(Data excerpts)
***

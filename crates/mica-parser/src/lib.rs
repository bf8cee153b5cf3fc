//! Lexer and parser for Mica source code.
//!
//! ```
//! use mica_parser::Parser;
//! use bumpalo::Bump;
//!
//! let arena = Bump::new();
//! match Parser::parse("void main() { write(42); }", &arena) {
//!     Ok(program) => assert_eq!(program.items().len(), 1),
//!     Err(err) => panic!("{err}"),
//! }
//! ```

pub mod ast;
pub mod lexer;

pub use ast::{Parser, Program};
pub use lexer::{Lexer, Span, Token, TokenKind};
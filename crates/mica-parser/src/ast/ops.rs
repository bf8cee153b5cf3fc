//! Operators and their precedence.

use std::fmt;

use crate::lexer::TokenKind;

/// Which family of typing rules a binary operator follows.
#[derive(Debug, Clone, Copy, PartialEq, Eq)]
pub enum OperatorClass {
    Arithmetic,
    Relational,
    Equality,
    Logical,
}

#[derive(Debug, Clone, Copy, PartialEq, Eq, Hash)]
pub enum BinaryOp {
    Or,
    And,
    Equal,
    NotEqual,
    Less,
    LessEqual,
    Greater,
    GreaterEqual,
    Add,
    Sub,
    Mul,
    Div,
    Rem,
}

impl BinaryOp {
    /// Left and right binding power for the Pratt loop.
    ///
    /// Lowest to highest: `||`, `&&`, comparisons, additive, multiplicative.
    /// All levels are left-associative.
    pub fn binding_power(&self) -> (u8, u8) {
        use BinaryOp::*;
        match self {
            Or => (3, 4),
            And => (5, 6),
            Equal | NotEqual | Less | LessEqual | Greater | GreaterEqual => (7, 8),
            Add | Sub => (9, 10),
            Mul | Div | Rem => (11, 12),
        }
    }

    pub fn from_token(token: TokenKind) -> Option<Self> {
        use BinaryOp::*;
        Some(match token {
            TokenKind::PipePipe => Or,
            TokenKind::AmpAmp => And,
            TokenKind::EqualEqual => Equal,
            TokenKind::BangEqual => NotEqual,
            TokenKind::Less => Less,
            TokenKind::LessEqual => LessEqual,
            TokenKind::Greater => Greater,
            TokenKind::GreaterEqual => GreaterEqual,
            TokenKind::Plus => Add,
            TokenKind::Minus => Sub,
            TokenKind::Star => Mul,
            TokenKind::Slash => Div,
            TokenKind::Percent => Rem,
            _ => return None,
        })
    }

    pub fn class(&self) -> OperatorClass {
        use BinaryOp::*;
        match self {
            Or | And => OperatorClass::Logical,
            Equal | NotEqual => OperatorClass::Equality,
            Less | LessEqual | Greater | GreaterEqual => OperatorClass::Relational,
            Add | Sub | Mul | Div | Rem => OperatorClass::Arithmetic,
        }
    }
}

impl fmt::Display for BinaryOp {
    fn fmt(&self, f: &mut fmt::Formatter<'_>) -> fmt::Result {
        use BinaryOp::*;
        let s = match self {
            Or => "||",
            And => "&&",
            Equal => "==",
            NotEqual => "!=",
            Less => "<",
            LessEqual => "<=",
            Greater => ">",
            GreaterEqual => ">=",
            Add => "+",
            Sub => "-",
            Mul => "*",
            Div => "/",
            Rem => "%",
        };
        f.write_str(s)
    }
}

#[derive(Debug, Clone, Copy, PartialEq, Eq, Hash)]
pub enum UnaryOp {
    /// `-x`
    Neg,
    /// `!x`
    Not,
}

impl UnaryOp {
    pub fn from_token(token: TokenKind) -> Option<Self> {
        Some(match token {
            TokenKind::Minus => UnaryOp::Neg,
            TokenKind::Bang => UnaryOp::Not,
            _ => return None,
        })
    }
}

impl fmt::Display for UnaryOp {
    fn fmt(&self, f: &mut fmt::Formatter<'_>) -> fmt::Result {
        f.write_str(match self {
            UnaryOp::Neg => "-",
            UnaryOp::Not => "!",
        })
    }
}
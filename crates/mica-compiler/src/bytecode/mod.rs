//! Bytecode backend: opcodes, chunks, the constant pool and the module format.

mod backend;
mod chunk;
mod constant;
mod module;
mod opcode;

pub use backend::BytecodeBackend;
pub use chunk::BytecodeChunk;
pub use constant::{Constant, ConstantPool};
pub use module::{BytecodeModule, ClassLayout, Function, ValueKind};
pub use opcode::OpCode;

***

## PROBLEM TO SOLVE
In the records above, locate each line with the word "module". Copy all such lines.

## TASK RESULT
//! Bytecode backend: opcodes, chunks, the constant pool and the module format.
mod module;
pub use module::{BytecodeModule, ClassLayout, Function, ValueKind};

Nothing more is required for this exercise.